• Exercise objective
Among the entries, find each line that includes the string "ZipError" and list it.

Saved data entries
........
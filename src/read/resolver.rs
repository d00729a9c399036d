// Copyright (c) 2024 Harry [Majored] [hello@majored.pw]
// MIT License (https://github.com/Majored/rs-async-zip/blob/main/LICENSE)

//! Correlating an entry's central directory record with its local file header.
//!
//! The central directory is authoritative. The local file header is decoded only to find where the payload starts
//! (its name and extra field lengths may differ from the central record's) and is otherwise cross-checked. Entries
//! with the data descriptor flag set deferred their CRC and sizes to a descriptor after the payload, which is either
//! read from where the central directory says the payload ends, or found by scanning.

use crate::core::dd::DataDescriptor;
use crate::core::lfh::{self, RawLocalFileHeader};
use crate::core::zip64::extra::{self, Zip64ExtendedInformation, Zip64Sentinels};
use crate::core::{cdr, dsig, edf, NON_ZIP64_MAX_SIZE, SIGNATURE_LENGTH};
use crate::cursor::ByteCursor;
use crate::entry::Entry;
use crate::error::{Result, ZipError};
use crate::opts::{ReadOptions, SizeAuthority};
use crate::read::index::ArchiveIndex;

use std::fmt::Display;
use std::ops::Range;

use futures_lite::io::{AsyncRead, AsyncSeek};

/// The number of payload positions examined per read while scanning for a data descriptor.
const SCAN_CHUNK_SIZE: u64 = 64 * 1024;

/// The bytes beyond each chunk needed to decode a descriptor starting at its last position, plus the signature
/// which must follow it.
const SCAN_OVERLAP: u64 = (DataDescriptor::length(true, true) + SIGNATURE_LENGTH) as u64;

/// Which record an entry's sizes were taken from.
#[derive(Debug, Clone, Copy, PartialEq, Eq)]
pub enum SizeSource {
    /// The central directory record, cross-checked against the local file header or data descriptor.
    CentralDirectory,
    /// A data descriptor found by scanning forward from the start of the payload.
    DescriptorScan,
}

/// How an entry's CRC and sizes were resolved.
#[derive(Debug, Clone, Copy, PartialEq, Eq)]
pub enum SizeResolution {
    /// The data descriptor flag was clear, so the central directory's values were authoritative.
    Authoritative { from: SizeSource },
    /// The data descriptor flag was set, so the values were deferred to the descriptor following the payload.
    Deferred {
        resolve_via: DataDescriptor,
        /// The absolute offset of the descriptor.
        descriptor_offset: u64,
        located_by: SizeSource,
    },
}

/// The location and verified metadata of an entry's compressed payload.
#[derive(Debug, Clone, Copy, PartialEq, Eq)]
pub struct ResolvedPayload {
    data_offset: u64,
    compressed_size: u64,
    uncompressed_size: u64,
    crc32: u32,
    resolution: SizeResolution,
}

impl ResolvedPayload {
    /// Returns the absolute offset of the first byte of the compressed payload.
    pub fn data_offset(&self) -> u64 {
        self.data_offset
    }

    /// Returns the size of the compressed payload.
    pub fn compressed_size(&self) -> u64 {
        self.compressed_size
    }

    /// Returns the size of the entry once decompressed.
    pub fn uncompressed_size(&self) -> u64 {
        self.uncompressed_size
    }

    /// Returns the CRC32 of the decompressed contents.
    pub fn crc32(&self) -> u32 {
        self.crc32
    }

    /// Returns how the CRC and sizes were resolved.
    pub fn resolution(&self) -> SizeResolution {
        self.resolution
    }

    /// Returns the absolute byte range of the compressed payload.
    pub fn range(&self) -> Range<u64> {
        self.data_offset..self.data_offset + self.compressed_size
    }
}

/// Resolves the payload of an entry.
#[tracing::instrument(level = "debug", skip_all, fields(offset = entry.local_header_offset()))]
pub(crate) async fn resolve<R>(
    cursor: &mut ByteCursor<R>,
    index: &ArchiveIndex,
    entry: &Entry,
    options: &ReadOptions,
) -> Result<ResolvedPayload>
where
    R: AsyncRead + AsyncSeek + Unpin,
{
    entry.check()?;

    let header_offset = index
        .base_offset
        .checked_add(entry.local_header_offset)
        .filter(|offset| *offset < cursor.len())
        .ok_or_else(|| {
            ZipError::Malformed(format!(
                "local file header offset {} lies beyond the archive length of {}",
                entry.local_header_offset,
                cursor.len()
            ))
        })?;

    let mut bytes = cursor.read_at(header_offset, RawLocalFileHeader::LENGTH).await?;
    let raw = RawLocalFileHeader::decode(&bytes)?;
    let trailing_offset = header_offset + RawLocalFileHeader::LENGTH as u64;
    bytes.extend(cursor.read_at(trailing_offset, raw.trailing_length()).await?);

    let header = lfh::decode(&bytes)?;
    let data_offset = trailing_offset + raw.trailing_length() as u64;
    let checker = Checker { strict: options.strict };

    checker.reconcile(
        "file name",
        String::from_utf8_lossy(entry.filename.as_bytes()),
        String::from_utf8_lossy(header.file_name),
    )?;
    checker.reconcile("compression method", entry.compression_method, raw.compression_method)?;
    checker.reconcile("data descriptor flag", entry.is_streamed(), raw.flags().data_descriptor())?;

    let payload = if entry.is_streamed() {
        let zip64 = entry.zip64 || edf::find(header.extra_field, extra::HEADER_ID).ok().flatten().is_some();
        let absent = entry.crc32 == 0 && entry.compressed_size == 0 && entry.uncompressed_size == 0;

        if options.streamed_sizes == SizeAuthority::DataDescriptor || absent {
            scan(cursor, index, entry, data_offset, zip64, !absent).await?
        } else {
            descriptor(cursor, index, entry, data_offset, zip64, &checker).await?
        }
    } else {
        let (compressed_size, uncompressed_size) = local_sizes(&raw, header.extra_field);

        checker.reconcile("CRC32", Hex(entry.crc32), Hex(raw.crc_32))?;
        checker.reconcile("compressed size", entry.compressed_size, compressed_size)?;
        checker.reconcile("uncompressed size", entry.uncompressed_size, uncompressed_size)?;

        ResolvedPayload {
            data_offset,
            compressed_size: entry.compressed_size,
            uncompressed_size: entry.uncompressed_size,
            crc32: entry.crc32,
            resolution: SizeResolution::Authoritative { from: SizeSource::CentralDirectory },
        }
    };

    if payload.data_offset.checked_add(payload.compressed_size).map_or(true, |end| end > index.directory.start) {
        return Err(ZipError::Malformed(format!(
            "payload of {} bytes at offset {} overruns the central directory at offset {}",
            payload.compressed_size, payload.data_offset, index.directory.start
        )));
    }

    tracing::debug!(data_offset = payload.data_offset, size = payload.compressed_size, "resolved payload");
    Ok(payload)
}

/// Reports disagreements between the central directory and a local record, erroring only when strict.
struct Checker {
    strict: bool,
}

impl Checker {
    fn reconcile<T>(&self, field: &'static str, central: T, local: T) -> Result<()>
    where
        T: PartialEq + Display,
    {
        if central == local {
            return Ok(());
        }

        if self.strict {
            let (central, local) = (central.to_string(), local.to_string());
            return Err(ZipError::InconsistentMetadata { field, central, local });
        }

        tracing::warn!(field, %central, %local, "local record disagrees with the central directory, trusting it");
        Ok(())
    }
}

#[derive(PartialEq)]
struct Hex(u32);

impl Display for Hex {
    fn fmt(&self, f: &mut std::fmt::Formatter<'_>) -> std::fmt::Result {
        write!(f, "{:#010x}", self.0)
    }
}

/// Returns the local file header's sizes, applying its Zip64 extra field where either size is a sentinel.
fn local_sizes(raw: &RawLocalFileHeader, extra_field: &[u8]) -> (u64, u64) {
    let mut sizes = (raw.compressed_size.into(), raw.uncompressed_size.into());

    if !raw.has_sentinel() {
        return sizes;
    }

    let Ok(Some(data)) = edf::find(extra_field, extra::HEADER_ID) else {
        return sizes;
    };

    // Local headers should carry both sizes whenever either is deferred, but some writers only carry the one.
    let sentinels = if data.len() >= 16 {
        Zip64Sentinels::local()
    } else {
        Zip64Sentinels {
            uncompressed_size: raw.uncompressed_size == NON_ZIP64_MAX_SIZE,
            compressed_size: raw.compressed_size == NON_ZIP64_MAX_SIZE,
            ..Default::default()
        }
    };

    if let Ok(information) = Zip64ExtendedInformation::decode(data, sentinels) {
        sizes.0 = information.compressed_size.unwrap_or(sizes.0);
        sizes.1 = information.uncompressed_size.unwrap_or(sizes.1);
    }

    sizes
}

/// Reads the data descriptor from where the central directory says the payload ends, and cross-checks it.
async fn descriptor<R>(
    cursor: &mut ByteCursor<R>,
    index: &ArchiveIndex,
    entry: &Entry,
    data_offset: u64,
    zip64: bool,
    checker: &Checker,
) -> Result<ResolvedPayload>
where
    R: AsyncRead + AsyncSeek + Unpin,
{
    let descriptor_offset = data_offset.checked_add(entry.compressed_size).filter(|end| *end < index.directory.start);
    let descriptor_offset = descriptor_offset.ok_or_else(|| {
        ZipError::Malformed(format!(
            "data descriptor after {} bytes at offset {data_offset} lies within the central directory",
            entry.compressed_size
        ))
    })?;

    let available = (index.directory.start - descriptor_offset).min(DataDescriptor::length(zip64, true) as u64);
    let bytes = cursor.read_at(descriptor_offset, available as usize).await?;
    let (descriptor, _) = DataDescriptor::decode(&bytes, zip64, Some(entry.crc32))?;

    checker.reconcile("CRC32", Hex(entry.crc32), Hex(descriptor.crc_32))?;
    checker.reconcile("compressed size", entry.compressed_size, descriptor.compressed_size)?;
    checker.reconcile("uncompressed size", entry.uncompressed_size, descriptor.uncompressed_size)?;

    Ok(ResolvedPayload {
        data_offset,
        compressed_size: entry.compressed_size,
        uncompressed_size: entry.uncompressed_size,
        crc32: entry.crc32,
        resolution: SizeResolution::Deferred {
            resolve_via: descriptor,
            descriptor_offset,
            located_by: SizeSource::CentralDirectory,
        },
    })
}

/// Scans forward from the start of the payload for the entry's data descriptor.
///
/// A position holds a candidate when a descriptor decoded there declares a compressed size equal to its distance from
/// the payload's start and is immediately followed by another record (or by the central directory itself). When the
/// central directory's CRC is known, the descriptor must also match it. Exactly one candidate must be found.
async fn scan<R>(
    cursor: &mut ByteCursor<R>,
    index: &ArchiveIndex,
    entry: &Entry,
    data_offset: u64,
    zip64: bool,
    crc_known: bool,
) -> Result<ResolvedPayload>
where
    R: AsyncRead + AsyncSeek + Unpin,
{
    let limit = index.directory.start;
    let expected_crc = crc_known.then_some(entry.crc32);
    let mut candidates = Vec::new();
    let mut position = data_offset;

    tracing::debug!(data_offset, limit, zip64, "scanning for data descriptor");

    while position < limit {
        let length = (SCAN_CHUNK_SIZE + SCAN_OVERLAP).min(limit - position);
        let buffer = cursor.read_at(position, length as usize).await?;
        let positions = SCAN_CHUNK_SIZE.min(limit - position);

        for relative in 0..positions as usize {
            let offset = position + relative as u64;
            let Ok((descriptor, consumed)) = DataDescriptor::decode(&buffer[relative..], zip64, expected_crc) else {
                continue;
            };

            if descriptor.compressed_size != offset - data_offset {
                continue;
            }
            if expected_crc.is_some_and(|crc| crc != descriptor.crc_32) {
                continue;
            }
            if !followed_by_record(&buffer[relative + consumed..], offset + consumed as u64 == limit) {
                continue;
            }

            tracing::trace!(offset, ?descriptor, "data descriptor candidate");
            candidates.push((offset, descriptor));
        }

        position += positions;
    }

    let [(descriptor_offset, descriptor)] = candidates[..] else {
        return Err(ZipError::AmbiguousStreamedEntry { candidates: candidates.len() });
    };

    Ok(ResolvedPayload {
        data_offset,
        compressed_size: descriptor.compressed_size,
        uncompressed_size: descriptor.uncompressed_size,
        crc32: descriptor.crc_32,
        resolution: SizeResolution::Deferred {
            resolve_via: descriptor,
            descriptor_offset,
            located_by: SizeSource::DescriptorScan,
        },
    })
}

/// Whether the bytes following a candidate descriptor begin another record.
fn followed_by_record(following: &[u8], at_directory: bool) -> bool {
    if at_directory {
        return true;
    }

    let Some(signature) = following.get(..SIGNATURE_LENGTH) else {
        return false;
    };

    [lfh::SIGNATURE, cdr::SIGNATURE, dsig::SIGNATURE].iter().any(|expected| signature == expected.to_le_bytes())
}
........
• Result of this task
use crate::error::{Result, ZipError};
            ZipError::Malformed(format!(
        return Err(ZipError::Malformed(format!(
            return Err(ZipError::InconsistentMetadata { field, central, local });
        ZipError::Malformed(format!(
        return Err(ZipError::AmbiguousStreamedEntry { candidates: candidates.len() });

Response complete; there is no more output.